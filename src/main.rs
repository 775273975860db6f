//! Runs the simulated donut exchange: loads config, opens the store,
//! seeds the default roster and catalogue on first run, starts the agents,
//! and shuts down cleanly on ctrl-c.

use std::sync::Arc;

use rust_decimal::Decimal;
use tracing_subscriber::EnvFilter;

use donut_exchange::agents;
use donut_exchange::{
    DonutType, Exchange, ExchangeConfig, JsonStore, LoggingSink, Outlet, Store,
};

fn default_catalogue() -> Vec<DonutType> {
    [
        ("glazed", "Glazed", "The classic glazed ring"),
        ("chocolate-frosted", "Chocolate Frosted", "Chocolate icing, no filling"),
        ("boston-cream", "Boston Cream", "Custard filled, chocolate topped"),
        ("jelly", "Jelly", "Raspberry filled, sugar dusted"),
        ("old-fashioned", "Old Fashioned", "Cake donut with cracked edges"),
    ]
    .into_iter()
    .map(|(id, name, description)| DonutType {
        id: id.into(),
        name: name.to_string(),
        description: description.to_string(),
    })
    .collect()
}

/// Seeds the outlet roster on an empty store. Existing data wins.
fn bootstrap_outlets(store: &dyn Store, config: &ExchangeConfig) {
    let existing = store.find_all_outlets().expect("load outlets");
    if !existing.is_empty() {
        return;
    }
    let now = chrono::Local::now().naive_local();
    let roster = [
        (config.supplier_outlet_id.0.as_str(), "Donut Factory", "Industrial Park"),
        ("downtown", "Downtown Donuts", "Main & 3rd"),
        ("harbor-view", "Harbor View Pastries", "Pier 9"),
        ("airport-kiosk", "Gate 12 Donuts", "Terminal B"),
        ("university", "Campus Crullers", "Student Union"),
    ];
    for (id, name, location) in roster {
        let margin = if id == config.supplier_outlet_id.0 {
            Decimal::ZERO
        } else {
            config.default_margin_percent
        };
        store
            .insert_outlet(&Outlet {
                id: id.into(),
                name: name.to_string(),
                location: location.to_string(),
                balance: config.initial_outlet_balance,
                margin_percent: margin,
                is_open: true,
                created_at: now,
            })
            .expect("seed outlet");
    }
    tracing::info!(outlets = roster.len(), "seeded outlet roster");
}

#[tokio::main]
async fn main() {
    tracing_subscriber::fmt()
        .with_env_filter(
            EnvFilter::try_from_default_env().unwrap_or_else(|_| EnvFilter::new("info")),
        )
        .init();

    let config = ExchangeConfig::load();
    tracing::info!(
        store = %config.store_path,
        base_price = %config.base_donut_price,
        "starting donut exchange"
    );

    let store: Arc<dyn Store> =
        Arc::new(JsonStore::open(&config.store_path).expect("open store"));
    bootstrap_outlets(store.as_ref(), &config);

    let exchange = Arc::new(
        Exchange::new(store, default_catalogue(), config).expect("rehydrate exchange"),
    );
    exchange.broadcaster().register(Arc::new(LoggingSink));

    let agents = [
        agents::supplier(exchange.clone()),
        agents::purchasing_agent(exchange.clone()),
        agents::customer_simulator(exchange.clone()),
    ];
    for agent in &agents {
        agent.start();
    }

    loop {
        tokio::select! {
            _ = tokio::signal::ctrl_c() => break,
            _ = tokio::time::sleep(std::time::Duration::from_secs(30)) => {
                if let Some(leader) = exchange.leaderboard().first() {
                    tracing::info!(
                        outlet = %leader.outlet_id,
                        net_profit = %leader.net_profit,
                        "leaderboard front-runner"
                    );
                }
            }
        }
    }

    tracing::info!("shutting down");
    for agent in &agents {
        agent.stop().await;
    }
    for stats in exchange.leaderboard() {
        tracing::info!(
            outlet = %stats.outlet_id,
            balance = %stats.balance,
            net_profit = %stats.net_profit,
            customer_sales = stats.sales.customer_sales_count,
            exchange_sales = stats.sales.exchange_sales_count,
            "final standing"
        );
    }
}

○ ○ ○

## TASK TO COMPLETE
Find the word "balance" in the entries above, then copy each line that holds it.

## WRITTEN RESPONSE
                balance: config.initial_outlet_balance,
            balance = %stats.balance,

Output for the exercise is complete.